Leonard Nimoy, it should be remembered, had already received three Emmy nominations for his role as Spock on “Star Trek,” had already written the screenplay “Vincent,” and published a memoir and five books of poetry. In 1982, he also began playing Spock in a few “Star Trek” feature films and appeared in a remake of “Invasion of the Body Snatchers,” performances that earned him Saturn Award nominations. By 1982, he had proven himself to be an artist of some range, and was seemingly confident in what he felt he could and couldn’t do as an actor. Ultimately, Nimoy received another Emmy nomination for “Golda,” but not after some hesitation.
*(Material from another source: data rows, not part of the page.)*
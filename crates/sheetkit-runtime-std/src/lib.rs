//! Standard runtime services backed by Rust's `std` library.
//!
//! This crate provides concrete implementations of the platform
//! abstraction traits defined in `sheetkit-core`. A host event loop
//! constructs a [`StdRuntime`] and calls [`StdRuntime::pump`] once per
//! iteration so that deferred panel work runs on wall-clock time.

use std::fmt;

use sheetkit_core::{Clock, Scheduler};
use web_time::{Duration, Instant};

/// Clock implementation backed by [`web_time`], which maps to `std::time`
/// on native targets and to `performance.now()` on the web.
#[derive(Debug, Default, Clone)]
pub struct StdClock;

impl Clock for StdClock {
    type Instant = Instant;

    fn now(&self) -> Self::Instant {
        Instant::now()
    }

    fn elapsed_millis(&self, since: Self::Instant) -> u64 {
        since.elapsed().as_millis() as u64
    }
}

impl StdClock {
    /// Returns the elapsed time as a [`Duration`] for convenience.
    pub fn elapsed(&self, since: Instant) -> Duration {
        since.elapsed()
    }
}

/// Drives a [`Scheduler`] from any [`Clock`].
pub struct ClockDriver<C: Clock> {
    clock: C,
    origin: C::Instant,
    offset_ms: u64,
    scheduler: Scheduler,
}

impl<C: Clock> ClockDriver<C> {
    /// Starts driving `scheduler`; the scheduler's current time is treated
    /// as the clock's `now`.
    pub fn new(clock: C, scheduler: Scheduler) -> Self {
        let origin = clock.now();
        let offset_ms = scheduler.now_ms();
        Self {
            clock,
            origin,
            offset_ms,
            scheduler,
        }
    }

    fn elapsed_ms(&self) -> u64 {
        self.offset_ms
            .saturating_add(self.clock.elapsed_millis(self.origin))
    }

    pub fn scheduler(&self) -> &Scheduler {
        &self.scheduler
    }

    /// Advances the scheduler to the clock's elapsed time and runs what fell
    /// due. Returns the number of tasks that ran.
    pub fn pump(&self) -> usize {
        let elapsed = self.elapsed_ms();
        let ran = self.scheduler.advance_to(elapsed);
        if ran > 0 {
            log::trace!("pumped {ran} task(s) at {elapsed}ms");
        }
        ran
    }

    /// Time until the next task falls due, if any. Hosts can use this as
    /// their event loop wait timeout.
    pub fn time_until_next_task(&self) -> Option<Duration> {
        let due = self.scheduler.next_due_ms()?;
        let elapsed = self.elapsed_ms();
        Some(Duration::from_millis(due.saturating_sub(elapsed)))
    }
}

/// Convenience container bundling the standard clock and a scheduler.
pub struct StdRuntime {
    driver: ClockDriver<StdClock>,
}

impl StdRuntime {
    /// Creates a new standard runtime instance with a fresh scheduler.
    pub fn new() -> Self {
        Self {
            driver: ClockDriver::new(StdClock, Scheduler::new()),
        }
    }

    /// Returns a handle to the scheduler shared by every panel of the host.
    pub fn scheduler(&self) -> Scheduler {
        self.driver.scheduler().clone()
    }

    /// Runs deferred work that fell due since the last call.
    pub fn pump(&self) -> usize {
        self.driver.pump()
    }

    pub fn time_until_next_task(&self) -> Option<Duration> {
        self.driver.time_until_next_task()
    }
}

impl fmt::Debug for StdRuntime {
    fn fmt(&self, f: &mut fmt::Formatter<'_>) -> fmt::Result {
        f.debug_struct("StdRuntime")
            .field("scheduler", self.driver.scheduler())
            .finish()
    }
}

impl Default for StdRuntime {
    fn default() -> Self {
        Self::new()
    }
}

#[cfg(test)]
#[path = "tests/std_runtime_tests.rs"]
mod tests;
//! In-memory renderer for panel tests.

use sheetkit_ui::{HeightConstraints, LayoutProbe, Viewport};
use sheetkit_ui_graphics::{EdgeInsets, Rect};
use std::cell::{Cell, RefCell};
use std::rc::Rc;

/// A [`LayoutProbe`] that lays a single panel out the way a browser would:
/// the requested height is clamped by the min/max constraints, and the panel
/// is anchored to the bottom of the viewport while open and parked just below
/// it while closed.
///
/// Content height is tracked separately from the panel height so the
/// trailing-content overflow shrinks as the panel grows.
#[derive(Debug)]
pub struct FakeLayout {
    viewport_height: Cell<f32>,
    safe_area: Cell<EdgeInsets>,
    width: Cell<f32>,
    height: Cell<f32>,
    content_height: Cell<f32>,
    open: Cell<bool>,
    attached: Cell<bool>,
    applied: RefCell<Vec<HeightConstraints>>,
}

impl FakeLayout {
    /// An open panel of `height` whose content is exactly as tall.
    pub fn new(viewport_height: f32, height: f32) -> Rc<Self> {
        Rc::new(Self {
            viewport_height: Cell::new(viewport_height),
            safe_area: Cell::new(EdgeInsets::default()),
            width: Cell::new(390.0),
            height: Cell::new(height),
            content_height: Cell::new(height),
            open: Cell::new(true),
            attached: Cell::new(true),
            applied: RefCell::new(Vec::new()),
        })
    }

    /// A panel that starts laid out below the viewport.
    pub fn closed(viewport_height: f32, height: f32) -> Rc<Self> {
        let layout = Self::new(viewport_height, height);
        layout.open.set(false);
        layout
    }

    pub fn with_content_height(self: Rc<Self>, content_height: f32) -> Rc<Self> {
        self.content_height.set(content_height);
        self
    }

    pub fn with_safe_area(self: Rc<Self>, safe_area: EdgeInsets) -> Rc<Self> {
        self.safe_area.set(safe_area);
        self
    }

    pub fn height(&self) -> f32 {
        self.height.get()
    }

    pub fn top(&self) -> f32 {
        if self.open.get() {
            self.viewport_height.get() - self.height.get()
        } else {
            self.viewport_height.get()
        }
    }

    pub fn is_open(&self) -> bool {
        self.open.get()
    }

    /// Simulates a window resize. The controller still has to be told.
    pub fn set_viewport_height(&self, height: f32) {
        self.viewport_height.set(height);
    }

    pub fn set_content_height(&self, height: f32) {
        self.content_height.set(height);
    }

    /// Detaches the panel; every geometry read fails until re-attached.
    pub fn set_attached(&self, attached: bool) {
        self.attached.set(attached);
    }

    /// Every constraint set pushed by the engine, oldest first.
    pub fn applied(&self) -> Vec<HeightConstraints> {
        self.applied.borrow().clone()
    }

    pub fn last_applied(&self) -> Option<HeightConstraints> {
        self.applied.borrow().last().copied()
    }
}

impl LayoutProbe for FakeLayout {
    fn current_rect(&self) -> Option<Rect> {
        if !self.attached.get() {
            return None;
        }
        Some(Rect::new(
            0.0,
            self.top(),
            self.width.get(),
            self.height.get(),
        ))
    }

    fn content_overflow(&self) -> Option<f32> {
        self.attached
            .get()
            .then(|| self.content_height.get() - self.height.get())
    }

    fn viewport(&self) -> Option<Viewport> {
        Some(Viewport::new(self.viewport_height.get()).with_safe_area(self.safe_area.get()))
    }

    fn apply_height(&self, constraints: &HeightConstraints) {
        match constraints.clamped_height(Some(self.viewport_height.get())) {
            Some(height) if height.is_finite() => self.height.set(height),
            _ => log::warn!("fake layout ignored unresolvable height {constraints:?}"),
        }
        self.open.set(constraints.open);
        self.applied.borrow_mut().push(*constraints);
    }
}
He said:
“I was nominated for an Emmy. I turned the part down several times, I didn’t think I could do it. It was a character, again, that I didn’t feel comfortable with until I was talked into doing it by Harve Bennet, who had been a producer on some of the things that I’d done previously, and I’m grateful to him for talking me into it, and grateful I had the chance to do it. I was nominated for an Emmy, much to my surprise. She won the Emmy, the best performance by an actress in a television movie, Ingrid Bergman did.”
In Bergman’s own 1981 autobiography, “Ingrid Bergman, My Story,” the actress recalls some of her health issues, including finding a lump in her breast as early as 1974 during the production of Ingmar Bergman’s (no relation) “Autumn Sonata.” Her cancer progressed for years, and she knew her prognosis when she signed on to play Golda Meir.